• YOUR OBJECTIVE
What lines below hold the string "data"? Copy them all.

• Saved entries
· · · ·
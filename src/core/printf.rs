//! Runtime printf-style template rendering.
//!
//! Arguments are consumed by position and checked against the conversion
//! specifier they land on. Any mismatch, missing argument or leftover
//! argument is reported as [`LoggerError::FormatError`] instead of being
//! rendered as garbage.
//!
//! Supported conversions: `%d %i %u %x %X %o %f %F %e %E %g %G %s %c %p %%`
//! with the flags `- + space 0 #`, a numeric width and a numeric precision.
//! Length modifiers (`h`, `l`, `ll`, `z`, ...) are accepted and ignored.

use super::error::{LoggerError, Result};
use std::borrow::Cow;
use std::iter::Peekable;
use std::str::Chars;

/// Largest width or precision a directive may request
pub const MAX_FIELD_WIDTH: usize = u16::MAX as usize;

/// One positional argument of a templated call.
#[derive(Debug, Clone, PartialEq)]
pub enum FormatArg<'a> {
    Str(Cow<'a, str>),
    Int(i64),
    UInt(u64),
    Float(f64),
    Char(char),
    Bool(bool),
    Pointer(usize),
}

impl FormatArg<'_> {
    fn kind(&self) -> &'static str {
        match self {
            FormatArg::Str(_) => "string",
            FormatArg::Int(_) => "signed integer",
            FormatArg::UInt(_) => "unsigned integer",
            FormatArg::Float(_) => "floating point",
            FormatArg::Char(_) => "char",
            FormatArg::Bool(_) => "bool",
            FormatArg::Pointer(_) => "pointer",
        }
    }
}

impl<'a> From<&'a str> for FormatArg<'a> {
    fn from(value: &'a str) -> Self {
        FormatArg::Str(Cow::Borrowed(value))
    }
}

impl<'a> From<&'a String> for FormatArg<'a> {
    fn from(value: &'a String) -> Self {
        FormatArg::Str(Cow::Borrowed(value.as_str()))
    }
}

impl From<String> for FormatArg<'_> {
    fn from(value: String) -> Self {
        FormatArg::Str(Cow::Owned(value))
    }
}

macro_rules! impl_from_signed {
    ($($t:ty),*) => {$(
        impl From<$t> for FormatArg<'_> {
            fn from(value: $t) -> Self {
                FormatArg::Int(value as i64)
            }
        }
    )*};
}

macro_rules! impl_from_unsigned {
    ($($t:ty),*) => {$(
        impl From<$t> for FormatArg<'_> {
            fn from(value: $t) -> Self {
                FormatArg::UInt(value as u64)
            }
        }
    )*};
}

impl_from_signed!(i8, i16, i32, i64, isize);
impl_from_unsigned!(u8, u16, u32, u64, usize);

impl From<f32> for FormatArg<'_> {
    fn from(value: f32) -> Self {
        FormatArg::Float(value as f64)
    }
}

impl From<f64> for FormatArg<'_> {
    fn from(value: f64) -> Self {
        FormatArg::Float(value)
    }
}

impl From<char> for FormatArg<'_> {
    fn from(value: char) -> Self {
        FormatArg::Char(value)
    }
}

impl From<bool> for FormatArg<'_> {
    fn from(value: bool) -> Self {
        FormatArg::Bool(value)
    }
}

impl<T> From<*const T> for FormatArg<'_> {
    fn from(value: *const T) -> Self {
        FormatArg::Pointer(value as usize)
    }
}

impl<T> From<*mut T> for FormatArg<'_> {
    fn from(value: *mut T) -> Self {
        FormatArg::Pointer(value as usize)
    }
}

#[derive(Debug, Default, Clone, Copy)]
struct Directive {
    left_align: bool,
    plus_sign: bool,
    space_sign: bool,
    zero_pad: bool,
    alternate: bool,
    width: usize,
    precision: Option<usize>,
    conversion: char,
}

/// Render `template`, substituting `args` by position.
///
/// # Examples
///
/// ```
/// use prefix_logger::core::string_utils::{format_string, FormatArg};
///
/// let out = format_string("%s has %d items", &["cart".into(), 3.into()]).unwrap();
/// assert_eq!(out, "cart has 3 items");
///
/// let err = format_string("%d", &[FormatArg::from("three")]);
/// assert!(err.is_err());
/// ```
pub fn format_string(template: &str, args: &[FormatArg<'_>]) -> Result<String> {
    let mut output = String::with_capacity(template.len() + 16 * args.len());
    let mut remaining = args.iter();
    let mut chars = template.chars().peekable();

    while let Some(c) = chars.next() {
        if c != '%' {
            output.push(c);
            continue;
        }
        if chars.peek() == Some(&'%') {
            chars.next();
            output.push('%');
            continue;
        }

        let directive = parse_directive(template, &mut chars)?;
        let arg = remaining.next().ok_or_else(|| {
            LoggerError::format(
                template,
                format!("too few arguments: missing value for %{}", directive.conversion),
            )
        })?;
        output.push_str(&render(template, &directive, arg)?);
    }

    let leftover = remaining.count();
    if leftover > 0 {
        return Err(LoggerError::format(
            template,
            format!("too many arguments: {} left unused", leftover),
        ));
    }
    Ok(output)
}

fn parse_directive(template: &str, chars: &mut Peekable<Chars<'_>>) -> Result<Directive> {
    let mut directive = Directive::default();

    while let Some(&flag) = chars.peek() {
        match flag {
            '-' => directive.left_align = true,
            '+' => directive.plus_sign = true,
            ' ' => directive.space_sign = true,
            '0' => directive.zero_pad = true,
            '#' => directive.alternate = true,
            _ => break,
        }
        chars.next();
    }

    if chars.peek() == Some(&'*') {
        return Err(LoggerError::format(template, "'*' width is not supported"));
    }
    directive.width = read_field(template, chars, "width")?.unwrap_or(0);

    if chars.peek() == Some(&'.') {
        chars.next();
        if chars.peek() == Some(&'*') {
            return Err(LoggerError::format(template, "'*' precision is not supported"));
        }
        directive.precision = Some(read_field(template, chars, "precision")?.unwrap_or(0));
    }

    while let Some(&modifier) = chars.peek() {
        if matches!(modifier, 'h' | 'l' | 'L' | 'q' | 'j' | 'z' | 't') {
            chars.next();
        } else {
            break;
        }
    }

    match chars.next() {
        Some(
            conversion @ ('d' | 'i' | 'u' | 'x' | 'X' | 'o' | 'f' | 'F' | 'e' | 'E' | 'g' | 'G'
            | 's' | 'c' | 'p'),
        ) => {
            directive.conversion = conversion;
            Ok(directive)
        }
        Some(other) => Err(LoggerError::format(
            template,
            format!("unsupported conversion specifier %{}", other),
        )),
        None => Err(LoggerError::format(template, "dangling '%' at end of template")),
    }
}

fn read_field(
    template: &str,
    chars: &mut Peekable<Chars<'_>>,
    field: &str,
) -> Result<Option<usize>> {
    let mut value: Option<usize> = None;
    while let Some(digit) = chars.peek().and_then(|c| c.to_digit(10)) {
        chars.next();
        let next = value.unwrap_or(0) * 10 + digit as usize;
        if next > MAX_FIELD_WIDTH {
            return Err(LoggerError::format(
                template,
                format!("{} out of range (max {})", field, MAX_FIELD_WIDTH),
            ));
        }
        value = Some(next);
    }
    Ok(value)
}

fn mismatch(template: &str, directive: &Directive, arg: &FormatArg<'_>) -> LoggerError {
    LoggerError::format(
        template,
        format!("%{} cannot render a {} argument", directive.conversion, arg.kind()),
    )
}

fn render(template: &str, directive: &Directive, arg: &FormatArg<'_>) -> Result<String> {
    match directive.conversion {
        'd' | 'i' => {
            let value: i128 = match arg {
                FormatArg::Int(v) => *v as i128,
                FormatArg::UInt(v) => *v as i128,
                FormatArg::Bool(v) => *v as i128,
                FormatArg::Char(v) => *v as u32 as i128,
                _ => return Err(mismatch(template, directive, arg)),
            };
            Ok(render_integer(directive, value < 0, value.unsigned_abs().to_string(), ""))
        }
        'u' | 'x' | 'X' | 'o' => {
            let value: u64 = match arg {
                FormatArg::UInt(v) => *v,
                // two's complement reinterpretation, as a C `unsigned` conversion would
                FormatArg::Int(v) => *v as u64,
                FormatArg::Bool(v) => *v as u64,
                FormatArg::Char(v) => *v as u64,
                _ => return Err(mismatch(template, directive, arg)),
            };
            let (digits, alt) = match directive.conversion {
                'x' => (format!("{:x}", value), "0x"),
                'X' => (format!("{:X}", value), "0X"),
                'o' => (format!("{:o}", value), "0"),
                _ => (value.to_string(), ""),
            };
            let alt = if directive.alternate && value != 0 { alt } else { "" };
            Ok(render_integer(directive, false, digits, alt))
        }
        'f' | 'F' | 'e' | 'E' | 'g' | 'G' => {
            let value = match arg {
                FormatArg::Float(v) => *v,
                FormatArg::Int(v) => *v as f64,
                FormatArg::UInt(v) => *v as f64,
                _ => return Err(mismatch(template, directive, arg)),
            };
            Ok(render_float(directive, value))
        }
        's' => {
            let text: Cow<'_, str> = match arg {
                FormatArg::Str(s) => Cow::Borrowed(s.as_ref()),
                FormatArg::Char(c) => Cow::Owned(c.to_string()),
                FormatArg::Bool(b) => Cow::Owned(b.to_string()),
                _ => return Err(mismatch(template, directive, arg)),
            };
            let text = match directive.precision {
                Some(max) => text.chars().take(max).collect::<String>(),
                None => text.into_owned(),
            };
            Ok(pad(directive, "", &text, false))
        }
        'c' => {
            let c = match arg {
                FormatArg::Char(c) => *c,
                FormatArg::Int(v) => u32::try_from(*v)
                    .ok()
                    .and_then(char::from_u32)
                    .ok_or_else(|| mismatch(template, directive, arg))?,
                FormatArg::UInt(v) => u32::try_from(*v)
                    .ok()
                    .and_then(char::from_u32)
                    .ok_or_else(|| mismatch(template, directive, arg))?,
                _ => return Err(mismatch(template, directive, arg)),
            };
            Ok(pad(directive, "", &c.to_string(), false))
        }
        'p' => match arg {
            FormatArg::Pointer(0) => Ok(pad(directive, "", "(nil)", false)),
            FormatArg::Pointer(address) => {
                Ok(pad(directive, "0x", &format!("{:x}", address), false))
            }
            _ => Err(mismatch(template, directive, arg)),
        },
        other => Err(LoggerError::format(
            template,
            format!("unsupported conversion specifier %{}", other),
        )),
    }
}

fn sign_str(directive: &Directive, negative: bool) -> &'static str {
    if negative {
        "-"
    } else if directive.plus_sign {
        "+"
    } else if directive.space_sign {
        " "
    } else {
        ""
    }
}

fn render_integer(directive: &Directive, negative: bool, mut digits: String, alt: &str) -> String {
    if let Some(min_digits) = directive.precision {
        if min_digits == 0 && digits == "0" {
            digits.clear();
        } else if digits.len() < min_digits {
            digits.insert_str(0, &"0".repeat(min_digits - digits.len()));
        }
    }
    let signed = matches!(directive.conversion, 'd' | 'i');
    let sign = if signed { sign_str(directive, negative) } else { "" };
    let prefix = format!("{}{}", sign, alt);
    // a precision disables zero padding for integer conversions
    pad(directive, &prefix, &digits, directive.precision.is_none())
}

fn render_float(directive: &Directive, value: f64) -> String {
    let upper = directive.conversion.is_ascii_uppercase();
    let sign = sign_str(directive, value.is_sign_negative() && !value.is_nan());

    if !value.is_finite() {
        let body = if value.is_nan() { "nan" } else { "inf" };
        let body = if upper { body.to_uppercase() } else { body.to_string() };
        return pad(directive, sign, &body, false);
    }

    let magnitude = value.abs();
    let precision = directive.precision.unwrap_or(6);
    let body = match directive.conversion.to_ascii_lowercase() {
        'f' => format!("{:.*}", precision, magnitude),
        'e' => exponent_form(magnitude, precision),
        _ => general_form(magnitude, precision, directive.alternate),
    };
    let body = if upper { body.to_uppercase() } else { body };
    pad(directive, sign, &body, true)
}

/// C-style `%e`: mantissa, `e`, sign and at least two exponent digits.
fn exponent_form(magnitude: f64, precision: usize) -> String {
    let rust = format!("{:.*e}", precision, magnitude);
    match rust.split_once('e') {
        Some((mantissa, exponent)) => {
            let exponent: i32 = exponent.parse().unwrap_or(0);
            let sign = if exponent < 0 { '-' } else { '+' };
            format!("{}e{}{:02}", mantissa, sign, exponent.abs())
        }
        None => rust,
    }
}

fn general_form(magnitude: f64, precision: usize, alternate: bool) -> String {
    let significant = precision.max(1);
    let exponent = if magnitude == 0.0 {
        0
    } else {
        let rounded = format!("{:.*e}", significant - 1, magnitude);
        rounded
            .split_once('e')
            .and_then(|(_, e)| e.parse::<i64>().ok())
            .unwrap_or(0)
    };

    let body = if exponent < -4 || exponent >= significant as i64 {
        exponent_form(magnitude, significant - 1)
    } else {
        let decimals = (significant as i64 - 1 - exponent).max(0) as usize;
        format!("{:.*}", decimals, magnitude)
    };

    if alternate {
        return body;
    }
    trim_fraction_zeros(&body)
}

fn trim_fraction_zeros(body: &str) -> String {
    let (mantissa, exponent) = match body.find('e') {
        Some(idx) => body.split_at(idx),
        None => (body, ""),
    };
    let mantissa = if mantissa.contains('.') {
        mantissa.trim_end_matches('0').trim_end_matches('.')
    } else {
        mantissa
    };
    format!("{}{}", mantissa, exponent)
}

/// Apply width, alignment and zero padding around `prefix` + `body`.
fn pad(directive: &Directive, prefix: &str, body: &str, zero_allowed: bool) -> String {
    let len = prefix.chars().count() + body.chars().count();
    if len >= directive.width {
        return format!("{}{}", prefix, body);
    }
    let fill = directive.width - len;
    if directive.left_align {
        format!("{}{}{}", prefix, body, " ".repeat(fill))
    } else if directive.zero_pad && zero_allowed {
        format!("{}{}{}", prefix, "0".repeat(fill), body)
    } else {
        format!("{}{}{}", " ".repeat(fill), prefix, body)
    }
}
//! Mount argument construction for hmdfs instances
//!
//! An hmdfs mount is described by the owning user, the account (or auth
//! group) it serves, and a handful of feature switches that become entries
//! in the mount option string. All of the daemon's well-known paths — the
//! backing source tree, the mount destination, the cache directory, and the
//! kernel control file — are derived from these fields.

use std::path::PathBuf;

use serde::{Deserialize, Serialize};

/// Everything needed to mount one hmdfs instance
#[derive(Clone, Debug, PartialEq, Eq, Serialize, Deserialize)]
pub struct MountArgument {
    pub user_id: i32,
    /// Account name, or the auth-group id for accountless mounts
    pub relative_path: String,
    pub accountless: bool,
    pub need_init_dir: bool,
    pub use_cache: bool,
    pub case_sensitive: bool,
    pub enable_merge_view: bool,
    pub enable_fixup_ownership: bool,
    pub enable_offline_stash: bool,
    pub external_fs: bool,
    /// Override for the kernel control node, used when the node is managed
    /// externally (and by tests, which point it at a scratch file)
    #[serde(default)]
    pub ctrl_path_override: Option<PathBuf>,
}

/* Mocklisp hash, as used by the kernel to name the control directory. */
fn mocklisp_hash(s: &str) -> u64 {
    let mut res: u64 = 0;
    for ch in s.bytes() {
        res = (res << 5).wrapping_sub(res).wrapping_add(u64::from(ch));
    }
    res
}

impl MountArgument {
    pub fn full_src(&self) -> String {
        if !self.accountless {
            format!("/data/misc_ce/{}/hmdfs/storage", self.user_id)
        } else {
            format!(
                "/data/misc_ce/{}/hmdfs/auth_groups/{}",
                self.user_id, self.relative_path
            )
        }
    }

    pub fn full_dst(&self) -> String {
        if !self.accountless {
            format!("/mnt/hmdfs/{}/", self.user_id)
        } else {
            format!("/mnt/hmdfs/auth_groups/{}/", self.relative_path)
        }
    }

    pub fn cache_path(&self) -> String {
        if !self.accountless {
            format!("/data/misc_ce/{}/hmdfs/cache/", self.user_id)
        } else {
            format!(
                "/data/misc_ce/{}/hmdfs/auth_groups/{}/cache/",
                self.user_id, self.relative_path
            )
        }
    }

    pub fn ctrl_path(&self) -> PathBuf {
        if let Some(ref path) = self.ctrl_path_override {
            return path.clone();
        }
        let hash = mocklisp_hash(&self.full_dst());
        PathBuf::from(format!("/sys/fs/hmdfs/{hash}/cmd"))
    }

    /// Option string handed to mount(2)
    pub fn options_string(&self) -> String {
        let mut opts = format!("local_dst={}", self.full_dst());
        if self.use_cache {
            opts.push_str(&format!(",cache_dir={}", self.cache_path()));
        }
        if self.case_sensitive {
            opts.push_str(",sensitive");
        }
        if self.enable_merge_view {
            opts.push_str(",merge");
        }
        if self.enable_fixup_ownership {
            opts.push_str(",fixupownership");
        }
        if !self.enable_offline_stash {
            opts.push_str(",no_offline_stash");
        }
        if self.external_fs {
            opts.push_str(",external_fs");
        }
        opts
    }

    pub fn flags(&self) -> u64 {
        0
    }
}

/// Well-known mount-argument presets
pub struct MountArgumentDescriptors;

impl MountArgumentDescriptors {
    /// The per-user default hmdfs instance
    pub fn alpha(user_id: i32, relative_path: impl Into<String>) -> MountArgument {
        MountArgument {
            user_id,
            relative_path: relative_path.into(),
            accountless: false,
            need_init_dir: true,
            use_cache: true,
            case_sensitive: false,
            enable_merge_view: true,
            enable_fixup_ownership: true,
            enable_offline_stash: true,
            external_fs: false,
            ctrl_path_override: None,
        }
    }

    /// An accountless auth-group instance
    pub fn auth_group(group_id: impl Into<String>) -> MountArgument {
        MountArgument {
            user_id: 0,
            relative_path: group_id.into(),
            accountless: true,
            need_init_dir: true,
            use_cache: true,
            case_sensitive: false,
            enable_merge_view: true,
            enable_fixup_ownership: true,
            enable_offline_stash: true,
            external_fs: false,
            ctrl_path_override: None,
        }
    }
}

#[cfg(test)]
mod tests {
    use super::*;

    #[test]
    fn test_alpha_paths() {
        let arg = MountArgumentDescriptors::alpha(100, "account");
        assert_eq!(arg.full_src(), "/data/misc_ce/100/hmdfs/storage");
        assert_eq!(arg.full_dst(), "/mnt/hmdfs/100/");
        assert_eq!(arg.cache_path(), "/data/misc_ce/100/hmdfs/cache/");
    }

    #[test]
    fn test_auth_group_paths() {
        let arg = MountArgumentDescriptors::auth_group("g-123");
        assert_eq!(
            arg.full_src(),
            "/data/misc_ce/0/hmdfs/auth_groups/g-123"
        );
        assert_eq!(arg.full_dst(), "/mnt/hmdfs/auth_groups/g-123/");
    }

    #[test]
    fn test_options_string() {
        let arg = MountArgumentDescriptors::alpha(100, "account");
        assert_eq!(
            arg.options_string(),
            "local_dst=/mnt/hmdfs/100/,cache_dir=/data/misc_ce/100/hmdfs/cache/,merge,fixupownership"
        );

        let mut arg = arg;
        arg.case_sensitive = true;
        arg.enable_offline_stash = false;
        arg.external_fs = true;
        let opts = arg.options_string();
        assert!(opts.contains(",sensitive"));
        assert!(opts.contains(",no_offline_stash"));
        assert!(opts.ends_with(",external_fs"));
    }

    #[test]
    fn test_ctrl_path_is_stable() {
        let a = MountArgumentDescriptors::alpha(100, "account");
        let b = MountArgumentDescriptors::alpha(100, "account");
        assert_eq!(a.ctrl_path(), b.ctrl_path());
        assert!(a.ctrl_path().starts_with("/sys/fs/hmdfs"));

        let other = MountArgumentDescriptors::alpha(101, "account");
        assert_ne!(a.ctrl_path(), other.ctrl_path());
    }

    #[test]
    fn test_ctrl_path_override() {
        let mut arg = MountArgumentDescriptors::alpha(100, "account");
        arg.ctrl_path_override = Some(PathBuf::from("/tmp/ctrl"));
        assert_eq!(arg.ctrl_path(), PathBuf::from("/tmp/ctrl"));
    }
}
//! Hmdfs Daemon - peer session management and kernel bridge
//!
//! This crate provides:
//! - Device lifecycle coordination against the platform device manager
//! - Per-link-type network agents with session admission control
//! - The binary control-channel bridge to the in-kernel hmdfs driver
//! - Mount lifecycle management for hmdfs instances
//!
//! # Architecture
//!
//! The key challenge is bridging the kernel's sync notification channel with
//! the async command processing of the agents:
//!
//! ```text
//! ┌─────────────────────────────────────────────────────────────┐
//! │          Kernel poll thread (sync, one per mount)           │
//! │  poll(2) on the hmdfs control file, 200 ms tick             │
//! └─────────────────────────────┬───────────────────────────────┘
//!                               │ actor command senders
//!                               │ (non-blocking post)
//!                               ▼
//! ┌─────────────────────────────────────────────────────────────┐
//! │                  Tokio Runtime (async)                      │
//! │  - one actor task per network agent (FIFO commands)         │
//! │  - connect attempts offloaded to blocking tasks             │
//! │  - device manager fan-out                                   │
//! └─────────────────────────────────────────────────────────────┘
//! ```
//!
//! Platform device callbacks post commands the same way, so all session
//! bookkeeping for one agent happens on that agent's own task.

pub mod actor;
pub mod device_manager;
pub mod devsl;
pub mod kernel_talker;
pub mod mount_manager;
pub mod mount_point;
pub mod network_agent;
pub mod platform;
pub mod session;
pub mod session_pool;
pub mod tcp_link;

pub use actor::{ActorHandle, Command};
pub use device_manager::{DeviceManagerAgent, DeviceManagerConfig};
pub use devsl::{DevslDispatcher, SECURITY_LEVEL_S1, SECURITY_LEVEL_S4};
pub use kernel_talker::KernelTalker;
pub use mount_manager::{GroupNotifier, MountManager};
pub use mount_point::{HmdfsMounter, MountInterface, MountPoint};
pub use network_agent::{AgentCmd, LinkProvider, NetworkAgent, NetworkAgentOps};
pub use session::Session;
pub use session_pool::SessionPool;
pub use tcp_link::{TcpLinkProvider, TcpSession};

/// Delay between retries of a failed actor command
pub const CMD_RETRY_DELAY_MS: u64 = 100;

/// A device's fuse-docs mount count at which the next unmount is real
pub const MOUNT_DFS_COUNT_ONE: u32 = 1;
· · · ·
• COMPLETED TASK
            format!("/data/misc_ce/{}/hmdfs/storage", self.user_id)
                "/data/misc_ce/{}/hmdfs/auth_groups/{}",
            format!("/data/misc_ce/{}/hmdfs/cache/", self.user_id)
                "/data/misc_ce/{}/hmdfs/auth_groups/{}/cache/",
        assert_eq!(arg.full_src(), "/data/misc_ce/100/hmdfs/storage");
        assert_eq!(arg.cache_path(), "/data/misc_ce/100/hmdfs/cache/");
            "/data/misc_ce/0/hmdfs/auth_groups/g-123"
            "local_dst=/mnt/hmdfs/100/,cache_dir=/data/misc_ce/100/hmdfs/cache/,merge,fixupownership"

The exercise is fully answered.